JOHNSON: Chris Turner had no prior criminal record. He pleaded not guilty, but the jury convicted him and six other men. Turner spent more than 25 years in prison. In 2011, shortly after his release, we met Turner and took him back to that alley in northeast Washington.
CHRIS TURNER: This is actually my first time back through here in over - what? - 26 years. It's still baffling to me that they believe that I could do something like that.
JOHNSON: Police never found any physical evidence linking Turner or the other defendants still in prison to that old crime scene.
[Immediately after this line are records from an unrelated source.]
//! Functions callable everywhere without a module prefix

/// A builtin and the runtime function implementing it
#[derive(Debug, Clone, Copy, PartialEq, Eq)]
pub struct Builtin {
    pub name: &'static str,
    /// Function in the core (or shell) runtime section
    pub runtime: &'static str,
    pub min_args: usize,
    /// `None` for any number of further arguments
    pub max_args: Option<usize>,
    /// Returns `(any, error)` rather than a bare value
    pub fallible: bool,
    /// Free of side effects, so it may be evaluated where it is used
    pub pure: bool,
}

impl Builtin {
    pub fn accepts(&self, count: usize) -> bool {
        count >= self.min_args && self.max_args.map_or(true, |max| count <= max)
    }

    /// Human-readable arity for diagnostics
    pub fn arity(&self) -> String {
        match self.max_args {
            Some(max) if max == self.min_args => max.to_string(),
            Some(max) => format!("{} to {}", self.min_args, max),
            None => format!("at least {}", self.min_args),
        }
    }
}

const fn fallible(name: &'static str, runtime: &'static str, min: usize, max: usize) -> Builtin {
    Builtin {
        name,
        runtime,
        min_args: min,
        max_args: Some(max),
        fallible: true,
        pure: false,
    }
}

/// Every builtin, sorted by name
pub static BUILTINS: &[Builtin] = &[
    fallible("__capture", "rgCapture", 1, 1),
    fallible("__shell", "rgShell", 1, 1),
    Builtin {
        name: "__to_s",
        runtime: "rgToS",
        min_args: 1,
        max_args: Some(1),
        fallible: false,
        pure: true,
    },
    fallible("append", "rgAppend", 2, 2),
    fallible("assert", "rgAssert", 1, 2),
    fallible("assert_eq", "rgAssertEq", 2, 3),
    fallible("delete", "rgDelete", 2, 2),
    Builtin {
        name: "exit",
        runtime: "rgExit",
        min_args: 0,
        max_args: Some(1),
        fallible: false,
        pure: false,
    },
    fallible("keys", "rgKeys", 1, 1),
    fallible("len", "rgLen", 1, 1),
    Builtin {
        name: "print",
        runtime: "rgPrint",
        min_args: 0,
        max_args: None,
        fallible: false,
        pure: false,
    },
    Builtin {
        name: "puts",
        runtime: "rgPuts",
        min_args: 0,
        max_args: None,
        fallible: false,
        pure: false,
    },
    fallible("raise", "rgRaise", 1, 1),
    fallible("range", "rgRange", 1, 2),
    fallible("to_f", "rgToF", 1, 1),
    fallible("to_i", "rgToI", 1, 1),
    Builtin {
        name: "to_s",
        runtime: "rgToS",
        min_args: 1,
        max_args: Some(1),
        fallible: false,
        pure: true,
    },
    Builtin {
        name: "type_of",
        runtime: "rgTypeOf",
        min_args: 1,
        max_args: Some(1),
        fallible: false,
        pure: true,
    },
    fallible("values", "rgValues", 1, 1),
];

pub fn builtin(name: &str) -> Option<&'static Builtin> {
    BUILTINS.iter().find(|b| b.name == name)
}

/// Names the preprocessor treats as callable on every line
pub fn builtin_names() -> impl Iterator<Item = &'static str> {
    BUILTINS.iter().map(|b| b.name)
}

/// Builtins that need the shell runtime section
pub(crate) fn needs_shell(name: &str) -> bool {
    matches!(name, "__shell" | "__capture")
}

#[cfg(test)]
mod tests {
    use super::*;

    #[test]
    fn test_table_is_sorted_and_unique() {
        for pair in BUILTINS.windows(2) {
            assert!(pair[0].name < pair[1].name, "{} before {}", pair[0].name, pair[1].name);
        }
    }

    #[test]
    fn test_arity() {
        let range = builtin("range").unwrap();
        assert!(range.accepts(1) && range.accepts(2));
        assert!(!range.accepts(3));
        assert_eq!(range.arity(), "1 to 2");
        assert_eq!(builtin("puts").unwrap().arity(), "at least 0");
        assert_eq!(builtin("len").unwrap().arity(), "1");
        assert!(builtin("nosuch").is_none());
    }

    #[test]
    fn test_every_builtin_is_defined_in_the_runtime() {
        let core = include_str!("templates/core.go.tmpl");
        let shell = include_str!("templates/shell.go.tmpl");
        for b in BUILTINS {
            let decl = format!("func {}(", b.runtime);
            assert!(
                core.contains(&decl) || shell.contains(&decl),
                "{} is not defined",
                b.runtime
            );
        }
    }
}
ROBERT CARY: All of us - the many lawyers who worked on this case, some many years longer than I have - are absolutely convinced that these men are innocent.
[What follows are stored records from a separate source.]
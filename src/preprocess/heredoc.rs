use super::segments::{segments, SegmentKind};
use super::SourceLine;

/// Heredoc opener found on a line
struct Opener {
    /// Byte range of `<<~TAG` in the line
    start: usize,
    end: usize,
    tag: String,
    /// `<<~` strips common indentation
    squiggly: bool,
    /// `<<~'TAG'` disables interpolation and escapes
    raw: bool,
}

/// Collapse heredoc bodies into single-line string literals
///
/// The literal replaces the opener on its own line; body and terminator
/// lines disappear. An opener without a terminator is left untouched.
pub(crate) fn expand_heredocs(lines: Vec<SourceLine>) -> Vec<SourceLine> {
    let mut out = Vec::with_capacity(lines.len());
    let mut i = 0;

    while i < lines.len() {
        let line = &lines[i];
        let Some(opener) = find_opener(&line.text) else {
            out.push(line.clone());
            i += 1;
            continue;
        };

        let terminator = lines[i + 1..]
            .iter()
            .position(|l| l.text.trim() == opener.tag)
            .map(|offset| i + 1 + offset);
        let Some(term) = terminator else {
            out.push(line.clone());
            i += 1;
            continue;
        };

        let body: Vec<&str> = lines[i + 1..term].iter().map(|l| l.text.as_str()).collect();
        let literal = render_literal(&body, opener.squiggly, opener.raw);
        let mut text = String::with_capacity(line.text.len() + literal.len());
        text.push_str(&line.text[..opener.start]);
        text.push_str(&literal);
        text.push_str(&line.text[opener.end..]);
        out.push(SourceLine {
            text,
            origin: line.origin,
        });
        i = term + 1;
    }

    out
}

fn find_opener(line: &str) -> Option<Opener> {
    for seg in segments(line) {
        if seg.kind != SegmentKind::Code {
            continue;
        }
        let code = &line[seg.start..seg.end];
        let Some(pos) = code.find("<<") else {
            continue;
        };
        let mut cursor = pos + 2;
        let squiggly = code[cursor..].starts_with('~');
        if squiggly {
            cursor += 1;
        }
        let raw = code[cursor..].starts_with('\'');
        if raw {
            cursor += 1;
        }
        let tag_len = code[cursor..]
            .find(|c: char| !(c.is_ascii_uppercase() || c.is_ascii_digit() || c == '_'))
            .unwrap_or(code.len() - cursor);
        if tag_len == 0 || !code[cursor..].starts_with(|c: char| c.is_ascii_uppercase()) {
            continue;
        }
        let tag = code[cursor..cursor + tag_len].to_string();
        cursor += tag_len;
        if raw {
            if !code[cursor..].starts_with('\'') {
                continue;
            }
            cursor += 1;
        }
        return Some(Opener {
            start: seg.start + pos,
            end: seg.start + cursor,
            tag,
            squiggly,
            raw,
        });
    }

    // `<<~'TAG'`: the quote splits the opener across segments
    let pos = line.find("<<~'").or_else(|| line.find("<<'"))?;
    let quote = line[pos..].find('\'')? + pos;
    let close = line[quote + 1..].find('\'')? + quote + 1;
    let tag = &line[quote + 1..close];
    if tag.is_empty() || !tag.chars().all(|c| c.is_ascii_uppercase() || c.is_ascii_digit() || c == '_') {
        return None;
    }
    let prefix_is_code = segments(&line[..pos])
        .last()
        .map(|s| s.kind == SegmentKind::Code)
        .unwrap_or(true);
    if !prefix_is_code {
        return None;
    }
    Some(Opener {
        start: pos,
        end: close + 1,
        tag: tag.to_string(),
        squiggly: line[pos..].starts_with("<<~"),
        raw: true,
    })
}

fn render_literal(body: &[&str], squiggly: bool, raw: bool) -> String {
    let strip = if squiggly {
        body.iter()
            .filter(|l| !l.trim().is_empty())
            .map(|l| l.chars().take_while(|c| c.is_whitespace()).count())
            .min()
            .unwrap_or(0)
    } else {
        0
    };

    let mut out = String::from("\"");
    for line in body {
        let content = strip_indent(line, strip);
        for c in content.chars() {
            match c {
                '"' => out.push_str("\\\""),
                '\\' if raw => out.push_str("\\\\"),
                '#' if raw => out.push_str("\\#"),
                '\t' => out.push_str("\\t"),
                c => out.push(c),
            }
        }
        out.push_str("\\n");
    }
    out.push('"');
    out
}

/// Drop up to `count` leading whitespace characters
fn strip_indent(line: &str, count: usize) -> &str {
    let cut = line
        .char_indices()
        .take(count)
        .take_while(|(_, c)| c.is_whitespace())
        .last()
        .map(|(i, c)| i + c.len_utf8())
        .unwrap_or(0);
    &line[cut..]
}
JOHNSON: That's Rob Cary. He's a lawyer working to free the men convicted in the Fuller murder. Cary joined the case years after the trial after another client of his, the late Alaska senator Ted Stevens, got his case dismissed over prosecutor misconduct.
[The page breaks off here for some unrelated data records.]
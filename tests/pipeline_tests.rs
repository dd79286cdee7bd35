//! End-to-end tests of the compile pipeline: `require`, resolvers,
//! options and error reporting

use rugoc::{
    BuildMode, CompileOptions, CompileOutput, Compiler, DirResolver, Error, ErrorCategory,
    SourceResolver,
};

fn files(table: &'static [(&'static str, &'static str)]) -> impl SourceResolver {
    move |path: &str| -> anyhow::Result<String> {
        table
            .iter()
            .find(|(name, _)| *name == path)
            .map(|(_, text)| text.to_string())
            .ok_or_else(|| anyhow::anyhow!("no such file"))
    }
}

fn compile_with(table: &'static [(&'static str, &'static str)], source: &str) -> rugoc::Result<CompileOutput> {
    Compiler::new(CompileOptions::default())
        .with_resolver(files(table))
        .compile("main.rg", source)
}

static MATH: &[(&str, &str)] = &[(
    "lib/math_utils",
    "def double(x)\n  x * 2\nend\n\ncalls = 0\n",
)];

// =============================================================================
// REQUIRE
// =============================================================================

#[test]
fn test_required_unit_is_prefixed_and_initialized() {
    let output = compile_with(MATH, "require \"lib/math_utils\"\nputs math_utils.double(21)\n").unwrap();
    assert!(output
        .source
        .contains("func rugofn_math_utils__double(v_x any) (any, error) {"));
    assert!(output
        .source
        .contains("func rugoinit_math_utils() (any, error) {"));
    assert!(output
        .source
        .contains("if _, err := rugoinit_math_utils(); err != nil {"));
    assert!(output
        .source
        .contains("rugofn_math_utils__double(int64(21))"));

    // initializer runs before the main body
    let init_call = output.source.find("rugoinit_math_utils(); err").unwrap();
    let double_call = output.source.find("rugofn_math_utils__double(int64(21))").unwrap();
    assert!(init_call < double_call);
}

#[test]
fn test_require_alias() {
    let output = compile_with(MATH, "require \"lib/math_utils\" as m\nputs m.double(1)\n").unwrap();
    assert!(output.source.contains("rugofn_math_utils__double(int64(1))"));
}

#[test]
fn test_required_function_checks() {
    let err = compile_with(MATH, "require \"lib/math_utils\" as m\nm.nope()\n").unwrap_err();
    assert_eq!(err.to_string(), "main.rg:2: undefined function 'm.nope'");

    let err = compile_with(MATH, "require \"lib/math_utils\" as m\nm.double()\n").unwrap_err();
    assert!(err
        .to_string()
        .contains("wrong number of arguments for 'm.double' (expected 1, got 0)"));
}

#[test]
fn test_same_stem_gets_distinct_prefixes() {
    static TWO: &[(&str, &str)] = &[
        ("a/util", "def f()\n  1\nend\n"),
        ("b/util", "def f()\n  2\nend\n"),
    ];
    let output = compile_with(
        TWO,
        "require \"a/util\" as ua\nrequire \"b/util\" as ub\nputs ua.f()\nputs ub.f()\n",
    )
    .unwrap();
    assert!(output.source.contains("func rugofn_util__f("));
    assert!(output.source.contains("func rugofn_util_2__f("));
}

#[test]
fn test_errors_in_required_units_name_that_unit() {
    static BAD: &[(&str, &str)] = &[("lib/bad", "x = 1\ny = )\n")];
    let err = compile_with(BAD, "require \"lib/bad\"\n").unwrap_err();
    match err {
        Error::SyntaxError {
            source_name, line, ..
        } => {
            assert_eq!(source_name, "lib/bad");
            assert_eq!(line, 2);
        }
        other => panic!("unexpected {:?}", other),
    }
}

#[test]
fn test_namespace_already_in_use() {
    static STR: &[(&str, &str)] = &[("lib/str", "def f()\n  1\nend\n")];
    let err = compile_with(STR, "use \"str\"\nrequire \"lib/str\"\n").unwrap_err();
    assert!(matches!(err, Error::CompileError { line: 2, .. }));
    assert!(err.to_string().contains("namespace 'str' is already in use"));
}

#[test]
fn test_use_in_required_unit_is_program_wide() {
    static LIB: &[(&str, &str)] = &[("lib/text", "use \"str\"\ndef shout(s)\n  str.upper(s)\nend\n")];
    let output = compile_with(LIB, "require \"lib/text\"\nputs text.shout(\"a\")\nputs str.lower(\"B\")\n").unwrap();
    assert!(output.source.contains("func rugo_mod_str_upper("));
    assert!(output.source.contains("func rugo_mod_str_lower("));
}

#[test]
fn test_missing_unit_is_a_resolve_error() {
    let err = compile_with(MATH, "require \"lib/absent\"\n").unwrap_err();
    assert_eq!(err.category(), ErrorCategory::Resolve);
    assert_eq!(
        err,
        Error::ResolveError {
            path: "lib/absent".to_string(),
            message: "no such file".to_string(),
        }
    );
}

#[test]
fn test_dir_resolver_appends_extension() {
    let root = std::env::temp_dir().join(format!("rugoc-require-{}", std::process::id()));
    std::fs::create_dir_all(root.join("lib")).unwrap();
    std::fs::write(root.join("lib").join("helpers.rg"), "def help()\n  \"ok\"\nend\n").unwrap();

    let result = Compiler::new(CompileOptions::default())
        .with_resolver(DirResolver::new(&root))
        .compile("main.rg", "require \"lib/helpers\"\nputs helpers.help()\n");
    let missing = DirResolver::new(&root).resolve("lib/none");
    std::fs::remove_dir_all(&root).ok();

    assert!(result.unwrap().source.contains("func rugofn_helpers__help("));
    assert!(missing.is_err());
}

// =============================================================================
// OPTIONS AND ERRORS
// =============================================================================

#[test]
fn test_options_from_json() {
    let options = CompileOptions::from_json(
        r#"{"mode": "bench", "bridge_roots": ["/opt/go/src"], "max_nesting": 256}"#,
    )
    .unwrap();
    assert_eq!(options.mode, BuildMode::Bench);
    assert_eq!(options.bridge_roots.len(), 1);
    assert_eq!(options.max_nesting, 256);
    assert!(!options.line_comments);
}

#[test]
fn test_invalid_options_fail_the_compile() {
    let options = CompileOptions {
        max_nesting: 0,
        ..CompileOptions::default()
    };
    let err = Compiler::new(options).compile("m.rg", "puts 1\n").unwrap_err();
    assert!(matches!(err, Error::ConfigError(_)));
}

#[test]
fn test_error_categories() {
    let compiler = Compiler::new(CompileOptions::default());
    let cases = [
        ("while true\n", ErrorCategory::Syntax),
        ("nope(1)\n", ErrorCategory::Compile),
        ("use \"nope\"\n", ErrorCategory::Compile),
        ("require \"x\"\n", ErrorCategory::Resolve),
        ("import \"example.com/none\"\n", ErrorCategory::Bridge),
    ];
    for (source, category) in cases {
        let err = compiler.compile("m.rg", source).unwrap_err();
        assert_eq!(err.category(), category, "{:?}", source);
        assert!(err.is_user_error());
    }
}

#[test]
fn test_errors_render_on_one_line() {
    let err = Compiler::new(CompileOptions::default())
        .compile("m.rg", "x = 1\nputs y\n")
        .unwrap_err();
    let rendered = err.to_string();
    assert!(!rendered.contains('\n'));
    assert!(rendered.starts_with("m.rg:2: "));
}

#[test]
fn test_overflowing_float_literal_is_a_syntax_error() {
    let err = Compiler::new(CompileOptions::default())
        .compile("m.rg", "x = 2.5\ny = 1e999\nputs x, y\n")
        .unwrap_err();
    match err {
        Error::SyntaxError { line, message, .. } => {
            assert_eq!(line, 2);
            assert!(message.contains("out of range"));
        }
        other => panic!("unexpected {:?}", other),
    }
}

#[test]
fn test_binary_garbage_is_a_syntax_error() {
    let err = Compiler::new(CompileOptions::default())
        .compile("m.rg", "x = \u{1}\u{2}\u{7f} ]]] ((\n")
        .unwrap_err();
    assert_eq!(err.category(), ErrorCategory::Syntax);
}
CARY: I made a New Year's resolution that I was going to get involved in the Innocence Project to try to help people with lesser means than the senator had who had encountered similar injustice. And this was the first case that was presented to me.
JOHNSON: Cary says back in 1984, after the Fuller murder, prosecutors never turned over favorable evidence to the defense - evidence that could have implicated another person, a man named James McMillan. Here's Barry Pollack, another lawyer working to reopen the case.
BARRY POLLACK: The government never disclosed to the defense that they had three eyewitnesses who saw McMillan leaving the crime scene right around the time that the body was found.
JOHNSON: McMillan had a history of violent attacks against women in the area. He's serving life for another crime. Prosecutors have said they're confident in the original jury verdict in this old case. They had no comment on the Supreme Court decision to hear the dispute. Here's what the high court will consider. In 1963, in a case called Brady v. Maryland, the court required prosecutors to turn over evidence favorable to defendants in a process known as discovery.
In recent years, the justices have returned to the issue of lapses by prosecutors again and again. One prominent federal appeals court judge has declared there's an epidemic of violations by the government, but many current and former Justice Department officials don't buy it.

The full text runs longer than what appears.